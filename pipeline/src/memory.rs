use std::sync::Arc;

use chrono::{DateTime, Utc};
use tokio::sync::RwLock;
use uuid::Uuid;

use warden_core::actor::ActorIdentity;
use warden_core::mitigation::MitigationLevel;
use warden_core::verdict::{CalibratedCase, CalibrationDecision, FeedbackLabel};

use crate::error::MemoryError;

/// How many recent rows the Postgres backend pulls into the in-process
/// ranking pass. Similarity is computed over this window, not the full
/// history — old cases age out of retrieval naturally.
const RETRIEVAL_WINDOW: i64 = 512;

/// Retrieved cases below this score are noise, not precedent.
const MIN_SIMILARITY: f64 = 0.60;

/// Same-actor precedent outranks text similarity alone.
const SAME_ACTOR_BONUS: f64 = 0.15;

/// A retrieved case with its similarity score (higher is closer).
#[derive(Debug, Clone)]
pub struct ScoredCase {
    pub case: CalibratedCase,
    pub score: f64,
}

/// Pagination/filtering for the case-history surface.
#[derive(Debug, Clone, Default)]
pub struct CaseFilter {
    pub category: Option<String>,
    pub level: Option<MitigationLevel>,
    pub limit: i64,
    pub offset: i64,
}

/// The institutional-memory seam. Two backends: an in-memory log for tests
/// and DB-less deployments, and the durable Postgres log. Cases are
/// append-only with unique ids, so concurrent batch runs cannot corrupt
/// the store; feedback attachment is the only mutation.
#[derive(Clone)]
pub enum CaseMemory {
    Memory(InMemoryCaseMemory),
    Postgres(PgCaseMemory),
}

impl CaseMemory {
    pub fn in_memory() -> Self {
        CaseMemory::Memory(InMemoryCaseMemory::default())
    }

    pub fn postgres(pool: sqlx::PgPool) -> Self {
        CaseMemory::Postgres(PgCaseMemory { pool })
    }

    pub async fn insert(&self, case: &CalibratedCase) -> Result<(), MemoryError> {
        match self {
            CaseMemory::Memory(memory) => memory.insert(case).await,
            CaseMemory::Postgres(pg) => pg.insert(case).await,
        }
    }

    /// Top-k most similar past cases, optionally restricted to a category.
    pub async fn similar(
        &self,
        query: &str,
        category: Option<&str>,
        actor: Option<&ActorIdentity>,
        k: usize,
    ) -> Result<Vec<ScoredCase>, MemoryError> {
        match self {
            CaseMemory::Memory(memory) => memory.similar(query, category, actor, k).await,
            CaseMemory::Postgres(pg) => pg.similar(query, category, actor, k).await,
        }
    }

    /// Attach a feedback label, idempotently (last write wins). Returns the
    /// updated case.
    pub async fn attach_feedback(
        &self,
        id: Uuid,
        label: FeedbackLabel,
    ) -> Result<CalibratedCase, MemoryError> {
        match self {
            CaseMemory::Memory(memory) => memory.attach_feedback(id, label).await,
            CaseMemory::Postgres(pg) => pg.attach_feedback(id, label).await,
        }
    }

    /// Paginated history, newest first.
    pub async fn recent(&self, filter: &CaseFilter) -> Result<Vec<CalibratedCase>, MemoryError> {
        match self {
            CaseMemory::Memory(memory) => memory.recent(filter).await,
            CaseMemory::Postgres(pg) => pg.recent(filter).await,
        }
    }

    pub async fn count(&self) -> Result<u64, MemoryError> {
        match self {
            CaseMemory::Memory(memory) => Ok(memory.cases.read().await.len() as u64),
            CaseMemory::Postgres(pg) => pg.count().await,
        }
    }
}

/// Shared ranking: jaro-winkler over normalized fingerprints, a bonus for
/// same-actor precedent, hard category filter when requested.
fn rank_similar<'a>(
    cases: impl Iterator<Item = &'a CalibratedCase>,
    query: &str,
    category: Option<&str>,
    actor: Option<&ActorIdentity>,
    k: usize,
) -> Vec<ScoredCase> {
    let query = normalize(query);
    let mut scored: Vec<ScoredCase> = cases
        .filter(|case| category.is_none_or(|c| case.category == c))
        .filter_map(|case| {
            let mut score = strsim::jaro_winkler(&query, &normalize(&case.fingerprint));
            if actor.is_some_and(|a| *a == case.actor) {
                score += SAME_ACTOR_BONUS;
            }
            (score >= MIN_SIMILARITY).then(|| ScoredCase {
                case: case.clone(),
                score,
            })
        })
        .collect();
    scored.sort_by(|a, b| b.score.total_cmp(&a.score));
    scored.truncate(k);
    scored
}

fn normalize(text: &str) -> String {
    text.to_lowercase().split_whitespace().collect::<Vec<_>>().join(" ")
}

/// Volatile backend: a lock around an append-only vector.
#[derive(Clone, Default)]
pub struct InMemoryCaseMemory {
    cases: Arc<RwLock<Vec<CalibratedCase>>>,
}

impl InMemoryCaseMemory {
    async fn insert(&self, case: &CalibratedCase) -> Result<(), MemoryError> {
        self.cases.write().await.push(case.clone());
        Ok(())
    }

    async fn similar(
        &self,
        query: &str,
        category: Option<&str>,
        actor: Option<&ActorIdentity>,
        k: usize,
    ) -> Result<Vec<ScoredCase>, MemoryError> {
        let cases = self.cases.read().await;
        Ok(rank_similar(cases.iter(), query, category, actor, k))
    }

    async fn attach_feedback(
        &self,
        id: Uuid,
        label: FeedbackLabel,
    ) -> Result<CalibratedCase, MemoryError> {
        let mut cases = self.cases.write().await;
        let case = cases
            .iter_mut()
            .find(|case| case.id == id)
            .ok_or(MemoryError::NotFound(id))?;
        case.feedback = Some(label);
        case.feedback_at = Some(Utc::now());
        Ok(case.clone())
    }

    async fn recent(&self, filter: &CaseFilter) -> Result<Vec<CalibratedCase>, MemoryError> {
        let cases = self.cases.read().await;
        let mut matching: Vec<CalibratedCase> = cases
            .iter()
            .filter(|case| filter.category.as_deref().is_none_or(|c| case.category == c))
            .filter(|case| filter.level.is_none_or(|l| case.final_level == l))
            .cloned()
            .collect();
        matching.sort_by(|a, b| b.created_at.cmp(&a.created_at));
        Ok(matching
            .into_iter()
            .skip(filter.offset.max(0) as usize)
            .take(filter.limit.max(0) as usize)
            .collect())
    }
}

/// Durable backend over the `warden_cases` table (see `migrations/`).
#[derive(Clone)]
pub struct PgCaseMemory {
    pool: sqlx::PgPool,
}

#[derive(sqlx::FromRow)]
struct CaseRow {
    id: Uuid,
    created_at: DateTime<Utc>,
    actor: String,
    category: String,
    fingerprint: String,
    rationale: String,
    suggested_level: String,
    final_level: String,
    decision: String,
    feedback: Option<String>,
    feedback_at: Option<DateTime<Utc>>,
}

impl CaseRow {
    /// Rows written by older or foreign code can carry values the domain
    /// no longer understands; such rows are skipped with a warning rather
    /// than poisoning retrieval.
    fn into_case(self) -> Option<CalibratedCase> {
        let actor: ActorIdentity = match self.actor.parse() {
            Ok(actor) => actor,
            Err(_) => {
                tracing::warn!(case_id = %self.id, actor = %self.actor, "skipping case row with malformed actor");
                return None;
            }
        };
        let (Some(suggested_level), Some(final_level), Some(decision)) = (
            MitigationLevel::from_wire(&self.suggested_level),
            MitigationLevel::from_wire(&self.final_level),
            CalibrationDecision::from_wire(&self.decision),
        ) else {
            tracing::warn!(case_id = %self.id, "skipping case row with unknown level or decision");
            return None;
        };
        Some(CalibratedCase {
            id: self.id,
            created_at: self.created_at,
            actor,
            category: self.category,
            fingerprint: self.fingerprint,
            rationale: self.rationale,
            suggested_level,
            final_level,
            decision,
            feedback: self.feedback.as_deref().and_then(FeedbackLabel::from_wire),
            feedback_at: self.feedback_at,
        })
    }
}

impl PgCaseMemory {
    async fn insert(&self, case: &CalibratedCase) -> Result<(), MemoryError> {
        sqlx::query(
            r#"
            INSERT INTO warden_cases (
                id, created_at, actor, category, fingerprint, rationale,
                suggested_level, final_level, decision, feedback, feedback_at
            ) VALUES ($1, $2, $3, $4, $5, $6, $7, $8, $9, $10, $11)
            "#,
        )
        .bind(case.id)
        .bind(case.created_at)
        .bind(case.actor.to_string())
        .bind(&case.category)
        .bind(&case.fingerprint)
        .bind(&case.rationale)
        .bind(case.suggested_level.as_str())
        .bind(case.final_level.as_str())
        .bind(case.decision.as_str())
        .bind(case.feedback.map(FeedbackLabel::as_str))
        .bind(case.feedback_at)
        .execute(&self.pool)
        .await?;
        Ok(())
    }

    async fn similar(
        &self,
        query: &str,
        category: Option<&str>,
        actor: Option<&ActorIdentity>,
        k: usize,
    ) -> Result<Vec<ScoredCase>, MemoryError> {
        let rows = sqlx::query_as::<_, CaseRow>(
            r#"
            SELECT id, created_at, actor, category, fingerprint, rationale,
                   suggested_level, final_level, decision, feedback, feedback_at
            FROM warden_cases
            WHERE ($1::text IS NULL OR category = $1)
            ORDER BY created_at DESC
            LIMIT $2
            "#,
        )
        .bind(category)
        .bind(RETRIEVAL_WINDOW)
        .fetch_all(&self.pool)
        .await?;

        let cases: Vec<CalibratedCase> = rows.into_iter().filter_map(CaseRow::into_case).collect();
        Ok(rank_similar(cases.iter(), query, category, actor, k))
    }

    async fn attach_feedback(
        &self,
        id: Uuid,
        label: FeedbackLabel,
    ) -> Result<CalibratedCase, MemoryError> {
        let row = sqlx::query_as::<_, CaseRow>(
            r#"
            UPDATE warden_cases
            SET feedback = $2, feedback_at = NOW()
            WHERE id = $1
            RETURNING id, created_at, actor, category, fingerprint, rationale,
                      suggested_level, final_level, decision, feedback, feedback_at
            "#,
        )
        .bind(id)
        .bind(label.as_str())
        .fetch_optional(&self.pool)
        .await?
        .ok_or(MemoryError::NotFound(id))?;
        row.into_case().ok_or(MemoryError::NotFound(id))
    }

    async fn recent(&self, filter: &CaseFilter) -> Result<Vec<CalibratedCase>, MemoryError> {
        let rows = sqlx::query_as::<_, CaseRow>(
            r#"
            SELECT id, created_at, actor, category, fingerprint, rationale,
                   suggested_level, final_level, decision, feedback, feedback_at
            FROM warden_cases
            WHERE ($1::text IS NULL OR category = $1)
              AND ($2::text IS NULL OR final_level = $2)
            ORDER BY created_at DESC
            LIMIT $3 OFFSET $4
            "#,
        )
        .bind(filter.category.as_deref())
        .bind(filter.level.map(MitigationLevel::as_str))
        .bind(filter.limit.max(0))
        .bind(filter.offset.max(0))
        .fetch_all(&self.pool)
        .await?;
        Ok(rows.into_iter().filter_map(CaseRow::into_case).collect())
    }

    async fn count(&self) -> Result<u64, MemoryError> {
        let count: i64 = sqlx::query_scalar("SELECT COUNT(*) FROM warden_cases")
            .fetch_one(&self.pool)
            .await?;
        Ok(count.max(0) as u64)
    }
}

● ● ● ● ●

Using the records above, restate word for word the lines from the one with "pub async fn count(&self)" through the one with "a bonus for", both included.

SOLUTION TO THIS EXERCISE:
    pub async fn count(&self) -> Result<u64, MemoryError> {
        match self {
            CaseMemory::Memory(memory) => Ok(memory.cases.read().await.len() as u64),
            CaseMemory::Postgres(pg) => pg.count().await,
        }
    }
}

/// Shared ranking: jaro-winkler over normalized fingerprints, a bonus for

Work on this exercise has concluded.